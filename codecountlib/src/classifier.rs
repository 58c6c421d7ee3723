//! Per-line heuristic classifier.
//!
//! One forward pass over a file's lines with a single piece of state:
//! whether the classifier is currently inside a block comment. The
//! per-line conditions are substring checks only; there is no lexing,
//! and a single line can increment several counters at once.

use serde::{Deserialize, Serialize};

use crate::stats::Counters;

const LINE_COMMENT: &str = "//";
const BLOCK_OPEN: &str = "/*";
const BLOCK_CLOSE: &str = "*/";

/// How lines are classified.
#[derive(Debug, Clone, Copy, Default, PartialEq, Eq, Serialize, Deserialize)]
pub enum ClassifyMode {
    /// The historical heuristic, quirks included: the conditions are
    /// evaluated independently so one line can be counted both as a
    /// comment and as a block-comment start, and a block-comment open
    /// marker leaves the classifier inside the block even when the
    /// close marker sits on the same line (only a subsequent line can
    /// close it).
    #[default]
    Legacy,
    /// Opt-in cleanup of the two legacy quirks: a close marker after
    /// the open marker on the same line closes the block immediately,
    /// and `commented_lines` increments at most once per line.
    Corrected,
}

/// Classifies the lines of one file, mutating a shared [`Counters`].
///
/// State does not persist across files; create a fresh classifier (or
/// call [`classify_lines`]) per file.
#[derive(Debug, Clone)]
pub struct Classifier {
    mode: ClassifyMode,
    in_block_comment: bool,
}

impl Classifier {
    /// Create a classifier with its block-comment flag cleared.
    pub fn new(mode: ClassifyMode) -> Self {
        Self {
            mode,
            in_block_comment: false,
        }
    }

    /// Whether the classifier is currently inside a block comment.
    pub fn in_block_comment(&self) -> bool {
        self.in_block_comment
    }

    /// Classify a single line, incrementing the matching counters.
    ///
    /// Inside a block comment the line counts as commented and only the
    /// close marker is looked for. Outside, the conditions below are
    /// checked in order and are not mutually exclusive:
    ///
    /// 1. the line contains `function` anywhere (case-sensitive)
    /// 2. the trimmed line starts with `//`
    /// 3. the trimmed line starts with `class`
    /// 4. the line contains `/*` anywhere (opens a block comment)
    /// 5. the trimmed line is empty
    /// 6. the trimmed line is exactly `{` or `}`
    pub fn classify_line(&mut self, line: &str, counters: &mut Counters) {
        if self.in_block_comment {
            counters.commented_lines += 1;
            if line.contains(BLOCK_CLOSE) {
                self.in_block_comment = false;
            }
            return;
        }

        match self.mode {
            ClassifyMode::Legacy => self.classify_legacy(line, counters),
            ClassifyMode::Corrected => self.classify_corrected(line, counters),
        }
    }

    fn classify_legacy(&mut self, line: &str, counters: &mut Counters) {
        let trimmed = line.trim();

        if line.contains("function") {
            counters.functions += 1;
        }

        if trimmed.starts_with(LINE_COMMENT) {
            counters.commented_lines += 1;
        }

        if trimmed.starts_with("class") {
            counters.classes += 1;
        }

        if line.contains(BLOCK_OPEN) {
            // The close marker is only looked for on subsequent lines,
            // so `/* x */` on one line still leaves the block open.
            self.in_block_comment = true;
            counters.commented_lines += 1;
            counters.comment_blocks += 1;
        }

        if trimmed.is_empty() {
            counters.blank_lines += 1;
        }

        if trimmed == "{" || trimmed == "}" {
            counters.bracket_lines += 1;
        }
    }

    fn classify_corrected(&mut self, line: &str, counters: &mut Counters) {
        let trimmed = line.trim();
        let mut counted_comment = false;

        if line.contains("function") {
            counters.functions += 1;
        }

        if trimmed.starts_with(LINE_COMMENT) {
            counters.commented_lines += 1;
            counted_comment = true;
        }

        if trimmed.starts_with("class") {
            counters.classes += 1;
        }

        if let Some(open) = line.find(BLOCK_OPEN) {
            counters.comment_blocks += 1;
            if !counted_comment {
                counters.commented_lines += 1;
            }
            // A close marker after the open marker keeps the block from
            // spilling into the next line.
            if !line[open + BLOCK_OPEN.len()..].contains(BLOCK_CLOSE) {
                self.in_block_comment = true;
            }
        }

        if trimmed.is_empty() {
            counters.blank_lines += 1;
        }

        if trimmed == "{" || trimmed == "}" {
            counters.bracket_lines += 1;
        }
    }
}

/// Classify all lines of one file with a fresh classifier, returning
/// the number of lines consumed.
pub fn classify_lines<'a, I>(lines: I, mode: ClassifyMode, counters: &mut Counters) -> u64
where
    I: IntoIterator<Item = &'a str>,
{
    let mut classifier = Classifier::new(mode);
    let mut count = 0u64;
    for line in lines {
        classifier.classify_line(line, counters);
        count += 1;
    }
    count
}

#[cfg(test)]
mod tests {
    use super::*;

    fn classify(content: &str, mode: ClassifyMode) -> Counters {
        let mut counters = Counters::new();
        classify_lines(content.lines(), mode, &mut counters);
        counters
    }

    #[test]
    fn test_blank_comment_and_bracket_lines() {
        let content = "\n  \n// hi\nint f(){\n}\n";
        let counters = classify(content, ClassifyMode::Legacy);
        assert_eq!(counters.blank_lines, 2);
        assert_eq!(counters.commented_lines, 1);
        // "int f(){" contains no literal "function" and is not a lone brace
        assert_eq!(counters.functions, 0);
        assert_eq!(counters.bracket_lines, 1);
    }

    #[test]
    fn test_function_substring_anywhere() {
        let content = "void my_function(int x);\nfunctional style\nint f(void);\n";
        let counters = classify(content, ClassifyMode::Legacy);
        assert_eq!(counters.functions, 2);
    }

    #[test]
    fn test_function_match_is_case_sensitive() {
        let counters = classify("void Function(void);\n", ClassifyMode::Legacy);
        assert_eq!(counters.functions, 0);
    }

    #[test]
    fn test_class_prefix_after_trimming() {
        let content = "  class Foo {\nclasses everywhere\nmy class\n";
        let counters = classify(content, ClassifyMode::Legacy);
        // "class Foo {" and "classes everywhere" both start with "class";
        // "my class" does not.
        assert_eq!(counters.classes, 2);
        // "class Foo {" is not trim-equal to a lone brace
        assert_eq!(counters.bracket_lines, 0);
    }

    #[test]
    fn test_multi_line_block_comment() {
        let content = "/*\n * body\n */\nint x;\n";
        let counters = classify(content, ClassifyMode::Legacy);
        assert_eq!(counters.comment_blocks, 1);
        // open line + body line + close line
        assert_eq!(counters.commented_lines, 3);
    }

    #[test]
    fn test_one_line_block_comment_stays_open_in_legacy_mode() {
        // The close marker is only honored on a later line, so the line
        // after a one-liner block comment is still counted as commented.
        let content = "/* single line comment */\ncode();\n";
        let counters = classify(content, ClassifyMode::Legacy);
        assert_eq!(counters.comment_blocks, 1);
        assert_eq!(counters.commented_lines, 2);

        let mut classifier = Classifier::new(ClassifyMode::Legacy);
        let mut scratch = Counters::new();
        classifier.classify_line("/* single line comment */", &mut scratch);
        assert!(classifier.in_block_comment());
    }

    #[test]
    fn test_one_line_block_comment_closes_in_corrected_mode() {
        let content = "/* single line comment */\ncode();\n";
        let counters = classify(content, ClassifyMode::Corrected);
        assert_eq!(counters.comment_blocks, 1);
        assert_eq!(counters.commented_lines, 1);

        let mut classifier = Classifier::new(ClassifyMode::Corrected);
        let mut scratch = Counters::new();
        classifier.classify_line("/* single line comment */", &mut scratch);
        assert!(!classifier.in_block_comment());
    }

    #[test]
    fn test_line_comment_with_block_open_double_counts_in_legacy_mode() {
        let counters = classify("// note /* aside\n", ClassifyMode::Legacy);
        assert_eq!(counters.commented_lines, 2);
        assert_eq!(counters.comment_blocks, 1);
    }

    #[test]
    fn test_line_comment_with_block_open_counts_once_in_corrected_mode() {
        let counters = classify("// note /* aside\n", ClassifyMode::Corrected);
        assert_eq!(counters.commented_lines, 1);
        assert_eq!(counters.comment_blocks, 1);
    }

    #[test]
    fn test_close_before_open_still_opens_in_corrected_mode() {
        // "*/ ... /*" has no close after the open, so the block stays open.
        let mut classifier = Classifier::new(ClassifyMode::Corrected);
        let mut counters = Counters::new();
        classifier.classify_line("*/ stray /* open", &mut counters);
        assert!(classifier.in_block_comment());
    }

    #[test]
    fn test_state_is_per_file() {
        let mut counters = Counters::new();
        classify_lines("/* open".lines(), ClassifyMode::Legacy, &mut counters);
        // A fresh call starts outside any block comment.
        classify_lines("int x;".lines(), ClassifyMode::Legacy, &mut counters);
        assert_eq!(counters.commented_lines, 1);
    }

    #[test]
    fn test_line_count_returned() {
        let mut counters = Counters::new();
        let n = classify_lines(
            "a\nb\nc".lines(),
            ClassifyMode::Legacy,
            &mut counters,
        );
        assert_eq!(n, 3);
    }

    #[test]
    fn test_bracket_lines_with_whitespace() {
        let content = "  {  \n}\n{ }\n";
        let counters = classify(content, ClassifyMode::Legacy);
        // "{ }" trims to "{ }", not a lone brace
        assert_eq!(counters.bracket_lines, 2);
    }
}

REQUIRED ACTION = Go through the records line by line, and copy each line that holds the string "bool".

RESULT OF THE EXERCISE =
    in_block_comment: bool,
    pub fn in_block_comment(&self) -> bool {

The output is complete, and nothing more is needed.